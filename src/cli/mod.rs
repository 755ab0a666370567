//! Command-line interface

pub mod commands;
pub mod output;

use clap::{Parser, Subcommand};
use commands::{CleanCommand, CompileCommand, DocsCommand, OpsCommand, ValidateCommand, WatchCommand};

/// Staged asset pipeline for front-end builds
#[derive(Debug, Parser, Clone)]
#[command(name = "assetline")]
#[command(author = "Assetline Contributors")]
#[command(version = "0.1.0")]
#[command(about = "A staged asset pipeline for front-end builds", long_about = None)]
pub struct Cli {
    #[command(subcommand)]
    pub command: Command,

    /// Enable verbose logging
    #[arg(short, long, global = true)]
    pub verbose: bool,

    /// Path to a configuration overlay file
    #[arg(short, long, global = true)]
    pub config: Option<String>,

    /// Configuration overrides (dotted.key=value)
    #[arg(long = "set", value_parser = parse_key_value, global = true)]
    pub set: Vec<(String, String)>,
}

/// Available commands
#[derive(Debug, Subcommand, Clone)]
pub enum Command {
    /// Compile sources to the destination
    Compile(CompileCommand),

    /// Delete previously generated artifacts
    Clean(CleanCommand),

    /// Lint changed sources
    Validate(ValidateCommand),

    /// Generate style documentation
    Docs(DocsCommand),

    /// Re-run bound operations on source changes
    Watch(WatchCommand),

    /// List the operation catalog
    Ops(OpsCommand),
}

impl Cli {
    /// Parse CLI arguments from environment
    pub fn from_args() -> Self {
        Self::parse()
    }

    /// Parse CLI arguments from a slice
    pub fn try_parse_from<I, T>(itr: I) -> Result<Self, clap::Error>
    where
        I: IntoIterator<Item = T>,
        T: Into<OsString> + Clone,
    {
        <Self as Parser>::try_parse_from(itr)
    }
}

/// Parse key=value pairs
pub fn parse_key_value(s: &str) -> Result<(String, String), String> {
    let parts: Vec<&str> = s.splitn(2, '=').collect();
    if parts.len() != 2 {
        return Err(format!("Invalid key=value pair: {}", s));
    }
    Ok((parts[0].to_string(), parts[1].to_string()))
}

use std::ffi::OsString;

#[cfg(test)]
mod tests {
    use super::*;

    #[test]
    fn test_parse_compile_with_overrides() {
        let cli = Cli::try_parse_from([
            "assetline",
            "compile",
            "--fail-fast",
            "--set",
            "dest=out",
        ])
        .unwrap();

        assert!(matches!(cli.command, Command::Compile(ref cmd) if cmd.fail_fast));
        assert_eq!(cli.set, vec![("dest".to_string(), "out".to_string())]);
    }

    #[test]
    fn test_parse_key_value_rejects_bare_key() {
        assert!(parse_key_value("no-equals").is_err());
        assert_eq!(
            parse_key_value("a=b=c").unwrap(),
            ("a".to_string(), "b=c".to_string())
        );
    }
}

▸ **Required action**: Copy task for the entries above: every line with the string "Result".

▸ **Exercise output**:
    pub fn try_parse_from<I, T>(itr: I) -> Result<Self, clap::Error>
pub fn parse_key_value(s: &str) -> Result<(String, String), String> {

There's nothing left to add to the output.